My question is related to this problem asked by me . Unable to find the poles of a function similar to gamma function.
Question >I am unable to think if $F(t, u) = R_n(t) ( π/\sin(πt))^3 e^{ut} $ , Then how can author write $$\frac{1}{2\pi i} \int_{R_T} F(t, u) dt = \sum_{k=n+1}^{[T]} \text{Res}_{t=k} (F(t, u)),$$ where $$\text{Res}_{t=k} (F(t, u)) =\frac{π^2 +u^2} {2} R_{n(k)} (-e^u)^k + uR'_{n}(k)(-e^u)^k + \frac{1}{2} R''_{n}(k) (-e^u)^k.$$
I am unable to think if I assume poles to be integer $\geq n+1$, then how is residue the above mentioned. Can someone please help.
Can someone please help how to think about it. I shall be really thankful.
Let's do a quick residue computation at $k$ for the function in the OP.

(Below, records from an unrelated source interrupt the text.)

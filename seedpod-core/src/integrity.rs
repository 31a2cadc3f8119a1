//! Segment hashing (SHA-256), package id digest and incremental verification.

use sha2::{Digest, Sha256};

/// Hash a segment payload. Returns 32-byte digest.
pub fn hash_segment(payload: &[u8]) -> [u8; 32] {
    let mut hasher = Sha256::new();
    hasher.update(payload);
    hasher.finalize().into()
}

/// Hash of the concatenation of the given segment hashes (the package id digest).
pub fn hash_of_hashes(hashes: &[[u8; 32]]) -> [u8; 32] {
    let mut hasher = Sha256::new();
    for h in hashes {
        hasher.update(h);
    }
    hasher.finalize().into()
}

/// Split `data` by `segment_length` and hash each piece.
pub fn hash_segments(data: &[u8], segment_length: usize) -> Vec<[u8; 32]> {
    if segment_length == 0 {
        return vec![];
    }
    data.chunks(segment_length).map(hash_segment).collect()
}

/// Incremental verifier for a run of consecutive segments fed as arbitrary chunks.
///
/// Each segment is hashed as soon as its last byte arrives; the first mismatch is reported
/// with the segment index it belongs to.
pub struct SegmentVerifier {
    expected: Vec<(u32, u64, [u8; 32])>,
    current: usize,
    filled: u64,
    hasher: Sha256,
}

impl SegmentVerifier {
    /// `expected` lists (segment index, segment size, expected hash) in stream order.
    pub fn new(expected: Vec<(u32, u64, [u8; 32])>) -> Self {
        Self {
            expected,
            current: 0,
            filled: 0,
            hasher: Sha256::new(),
        }
    }

    /// Feed bytes. Returns the indexes of the segments completed and verified by this chunk.
    /// Bytes past the last expected segment are an `Overflow` error.
    pub fn update(&mut self, mut chunk: &[u8]) -> Result<Vec<u32>, VerifyError> {
        let mut completed = Vec::new();
        while !chunk.is_empty() {
            let Some(&(index, size, hash)) = self.expected.get(self.current) else {
                return Err(VerifyError::Overflow);
            };
            let take = ((size - self.filled) as usize).min(chunk.len());
            self.hasher.update(&chunk[..take]);
            self.filled += take as u64;
            chunk = &chunk[take..];
            if self.filled == size {
                let digest: [u8; 32] = std::mem::take(&mut self.hasher).finalize().into();
                if digest != hash {
                    return Err(VerifyError::Mismatch { segment: index });
                }
                completed.push(index);
                self.current += 1;
                self.filled = 0;
            }
        }
        Ok(completed)
    }

    /// Bytes still missing from the segment being hashed; `None` once every segment is in.
    pub fn remaining_in_segment(&self) -> Option<u64> {
        self.expected
            .get(self.current)
            .map(|&(_, size, _)| size - self.filled)
    }

    /// True once every expected segment has been received and verified.
    pub fn is_complete(&self) -> bool {
        self.current == self.expected.len()
    }
}

#[derive(Debug, Clone, PartialEq, Eq, thiserror::Error)]
pub enum VerifyError {
    #[error("hash mismatch on segment {segment}")]
    Mismatch { segment: u32 },
    #[error("more bytes than the requested segments")]
    Overflow,
}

Let $F(t)=a(t)b(t)c(t)$ where $b(t)=\frac{(\pi(t-k))^3}{\sin^3{\pi t}}$ and $a(t)= R_n(t), c(t)=e^{tu}$
Since the pole has order $3$, the residue is $\frac{1}{2}F''(k)$ and we claim that $b(k)=(-1)^k, b'(k)=0, b''(k)=(-1)^k\pi ^2$, which immediately gives (the terms with $b'(k)$ are $0$!):
$F''(k)=a''(k)b(k)c(k)+2a'(k)b(k)c'(k)+a(k)(b''(k)c(k)+b(k)c''(k))=$
$R_n''(k)(-e^u)^k+2uR_n'(k)(-e^u)^k+(\pi^2+u^2)R_n(k)(-e^u)^k$,
which is exactly the required answer.
Now making the change of variable $u=t-k$ and using the periodicity of the sine, we get that the computation for $b$ at $k$ is just $(-1)^k$ the computation when $t=0$, so it is enough to consider $b(t)=\frac{(\pi t)^3}{\sin^3{\pi t}}$ and show the claimed results. Obviously $b(0)=1$, while for the rest we use that $\sin{\pi t}=\pi t-\frac{(\pi t)^3}{6}+O(t^5)$ so $\sin^3{\pi t}=\pi^3 t^3 -\frac{\pi^5}{2}t^5+O(t^6)$, hence $b(t)=\frac{1}{1-\frac{\pi^2}{2}t^2+O(t^3)}=1+\frac{\pi^2}{2}t^2+O(t^3)$ hence $b'(0)=0, b''(0)=\pi^2$ and we are done!